- [TASK]:
Please count the lines in the entries below that include the word "Optimizer", and give only the number.

╭─ EXTRACTED RECORDS

//! Group pruning and ranking
//!
//! Small groups are statistical noise. Of two groups whose url sets are in
//! a subset relation (a broad selector and a narrower one matching the
//! same links): only the one with the better context score survives.

use crate::group::EntryGroup;
use crate::paths::PathBuilder;
use crate::FastHashMap;
use std::cmp::Ordering;
use std::collections::BTreeSet;

/// Score written into both fields of an occluded group.
pub const SCORE_CULLED: f64 = -65536.0;

/// Groups with this many entries or fewer are discarded.
const MIN_GROUP_SIZE: usize = 4;

/// Builds groups from aggregated paths and ranks them.
pub struct Optimizer {
    groups: Vec<EntryGroup>,
}

impl Optimizer {
    /// Merges paths with identical fingerprints into groups. Group order is
    /// path insertion order, which keeps the final ranking deterministic.
    pub fn new(builder: PathBuilder) -> Optimizer {
        let entries = builder.entries;
        let paths = builder.paths;
        let mut group_index: FastHashMap<BTreeSet<u64>, usize> = FastHashMap::default();
        let mut groups: Vec<EntryGroup> = Vec::new();

        for path in paths {
            if path.entries.is_empty() {
                continue;
            }
            let index = match group_index.get(path.fingerprint()) {
                Some(&existing) => existing,
                None => {
                    let snapshot = path.entries.iter().map(|&i| entries[i].clone()).collect();
                    let index = groups.len();
                    group_index.insert(path.fingerprint().clone(), index);
                    groups.push(EntryGroup::new(snapshot));
                    index
                }
            };
            groups[index].add_path(path);
        }

        log::debug!("formed {} candidate groups", groups.len());
        Optimizer { groups }
    }

    /// All groups sorted by `(score, cbg_score)` descending, untruncated.
    pub fn sort_groups(mut self) -> Vec<EntryGroup> {
        sort_by_rank(&mut self.groups);
        self.groups
    }

    /// The full treatment: prune, cull, rank, select.
    pub fn optimize(mut self) -> Vec<EntryGroup> {
        self.remove_small_groups(MIN_GROUP_SIZE);
        self.occlusion_culling();
        sort_by_rank(&mut self.groups);

        let positives = self.groups.iter().filter(|g| g.score > 0.0).count();
        if positives >= 4 {
            self.groups.retain(|g| g.score > 0.0);
            self.groups.truncate(8);
        } else {
            // nothing convincing on this page; keep the least bad four for
            // the caller to inspect
            self.groups.truncate(4);
        }
        self.groups
    }

    fn remove_small_groups(&mut self, threshold: usize) {
        let before = self.groups.len();
        self.groups.retain(|g| g.len() > threshold);
        log::debug!("pruned {} small groups", before - self.groups.len());
    }

    /// Pairwise over all still-positive groups: if one url set contains the
    /// other, the group with the smaller `cbg_score` is forced to the culled
    /// score. A culled group drops out of later pairs through the
    /// positivity guard.
    fn occlusion_culling(&mut self) {
        for a in 0..self.groups.len() {
            for b in a + 1..self.groups.len() {
                if self.groups[a].cbg_score <= 0.0 || self.groups[b].cbg_score <= 0.0 {
                    continue;
                }
                let a_only = self.groups[a]
                    .url_set
                    .difference(&self.groups[b].url_set)
                    .count();
                let b_only = self.groups[b]
                    .url_set
                    .difference(&self.groups[a].url_set)
                    .count();
                if a_only == 0 || b_only == 0 {
                    let culled = if self.groups[a].cbg_score < self.groups[b].cbg_score {
                        a
                    } else {
                        b
                    };
                    log::debug!(
                        "occlusion culled group with key {:?}",
                        self.groups[culled].paths.first().map(|p| p.key.as_str())
                    );
                    self.groups[culled].score = SCORE_CULLED;
                    self.groups[culled].cbg_score = SCORE_CULLED;
                }
            }
        }
    }
}

fn sort_by_rank(groups: &mut [EntryGroup]) {
    groups.sort_by(rank);
}

/// Descending by score, ties broken by cbg score; the sort is stable so
/// equal groups keep their insertion order.
fn rank(a: &EntryGroup, b: &EntryGroup) -> Ordering {
    b.score
        .total_cmp(&a.score)
        .then(b.cbg_score.total_cmp(&a.cbg_score))
}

╰─

- [WRITTEN SOLUTION]:
4